*Dataset entries:*
━━━━━━━━━━━━━━━━━━━━

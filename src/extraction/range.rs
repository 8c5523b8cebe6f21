use std::fmt;
use thiserror::Error;

/// Why a captured reference range was rejected
#[derive(Error, Debug, PartialEq)]
pub enum RangeError {
    #[error("no range separator in '{0}'")]
    NoSeparator(String),

    #[error("expected two bounds in '{0}'")]
    BoundCount(String),

    #[error("invalid bound '{0}'")]
    InvalidBound(String),
}

/// Clinically normal interval for a lab test
#[derive(Debug, Clone, Copy, PartialEq)]
pub struct ReferenceRange {
    pub low: f64,
    pub high: f64,
}

impl ReferenceRange {
    /// Parse `"low-high"` or `"low to high"`, ignoring spaces
    pub fn parse(raw: &str) -> Result<Self, RangeError> {
        let compact: String = raw.chars().filter(|c| *c != ' ').collect();

        let parts: Vec<String> = if compact.contains('-') {
            compact.split('-').map(str::to_string).collect()
        } else {
            let lower = compact.to_lowercase();
            if !lower.contains("to") {
                return Err(RangeError::NoSeparator(raw.to_string()));
            }
            lower.split("to").map(str::to_string).collect()
        };

        let [low, high] = parts.as_slice() else {
            return Err(RangeError::BoundCount(raw.to_string()));
        };

        Ok(Self {
            low: parse_bound(low)?,
            high: parse_bound(high)?,
        })
    }

    /// Boundary values count as inside the range
    pub fn contains(&self, value: f64) -> bool {
        !(value < self.low || value > self.high)
    }
}

impl fmt::Display for ReferenceRange {
    fn fmt(&self, f: &mut fmt::Formatter<'_>) -> fmt::Result {
        write!(
            f,
            "{}-{}",
            format_decimal(self.low),
            format_decimal(self.high)
        )
    }
}

fn parse_bound(text: &str) -> Result<f64, RangeError> {
    text.parse::<f64>()
        .map_err(|_| RangeError::InvalidBound(text.to_string()))
}

/// Shortest round-trip rendering that always shows a fraction or exponent:
/// `250` -> `250.0`, `1e16` -> `1e+16`, `0.00001` -> `1e-05`
pub fn format_decimal(value: f64) -> String {
    if !value.is_finite() {
        return value.to_string();
    }

    let scientific = format!("{:e}", value);
    let Some((mantissa, exponent)) = scientific.split_once('e') else {
        return value.to_string();
    };
    let Ok(exponent) = exponent.parse::<i32>() else {
        return value.to_string();
    };

    if (-4..16).contains(&exponent) {
        let plain = value.to_string();
        if plain.contains('.') {
            plain
        } else {
            format!("{}.0", plain)
        }
    } else {
        let sign = if exponent < 0 { '-' } else { '+' };
        format!("{}e{}{:02}", mantissa, sign, exponent.abs())
    }
}

#[cfg(test)]
mod tests {
    use super::*;

    #[test]
    fn test_parse_spaced_hyphen_range() {
        let range = ReferenceRange::parse("70 - 110").unwrap();
        assert_eq!(range.low, 70.0);
        assert_eq!(range.high, 110.0);
        assert_eq!(range.to_string(), "70.0-110.0");
    }

    #[test]
    fn test_parse_decimal_range_keeps_precision() {
        let range = ReferenceRange::parse("13.0-17.5").unwrap();
        assert_eq!(range.to_string(), "13.0-17.5");
    }

    #[test]
    fn test_parse_to_separator_case_insensitive() {
        let range = ReferenceRange::parse("3.5 TO 5.1").unwrap();
        assert_eq!(range.low, 3.5);
        assert_eq!(range.high, 5.1);
    }

    #[test]
    fn test_parse_without_separator_is_rejected() {
        assert_eq!(
            ReferenceRange::parse("70~110"),
            Err(RangeError::NoSeparator("70~110".to_string()))
        );
    }

    #[test]
    fn test_parse_extra_bounds_rejected() {
        assert!(matches!(
            ReferenceRange::parse("1-2-3"),
            Err(RangeError::BoundCount(_))
        ));
    }

    #[test]
    fn test_parse_non_numeric_bound_rejected() {
        assert!(matches!(
            ReferenceRange::parse("low-high"),
            Err(RangeError::InvalidBound(_))
        ));
    }

    #[test]
    fn test_contains_is_boundary_inclusive() {
        let range = ReferenceRange {
            low: 70.0,
            high: 110.0,
        };
        assert!(range.contains(70.0));
        assert!(range.contains(110.0));
        assert!(range.contains(90.0));
        assert!(!range.contains(69.9));
        assert!(!range.contains(110.1));
    }

    #[test]
    fn test_format_decimal() {
        assert_eq!(format_decimal(250.0), "250.0");
        assert_eq!(format_decimal(13.5), "13.5");
        assert_eq!(format_decimal(0.25), "0.25");
        assert_eq!(format_decimal(0.0), "0.0");
        assert_eq!(format_decimal(0.0001), "0.0001");
        assert_eq!(format_decimal(1e15), "1000000000000000.0");
    }

    #[test]
    fn test_format_decimal_switches_to_exponent() {
        assert_eq!(format_decimal(12345678901234567.0), "1.2345678901234568e+16");
        assert_eq!(format_decimal(1e16), "1e+16");
        assert_eq!(format_decimal(0.00001), "1e-05");
        assert_eq!(format_decimal(2.5e-7), "2.5e-07");
        assert_eq!(format_decimal(f64::INFINITY), "inf");
    }
}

━━━━━━━━━━━━━━━━━━━━

All lines in the entries above that hold the word "PartialEq" need to be copied.

#[derive(Error, Debug, PartialEq)]
#[derive(Debug, Clone, Copy, PartialEq)]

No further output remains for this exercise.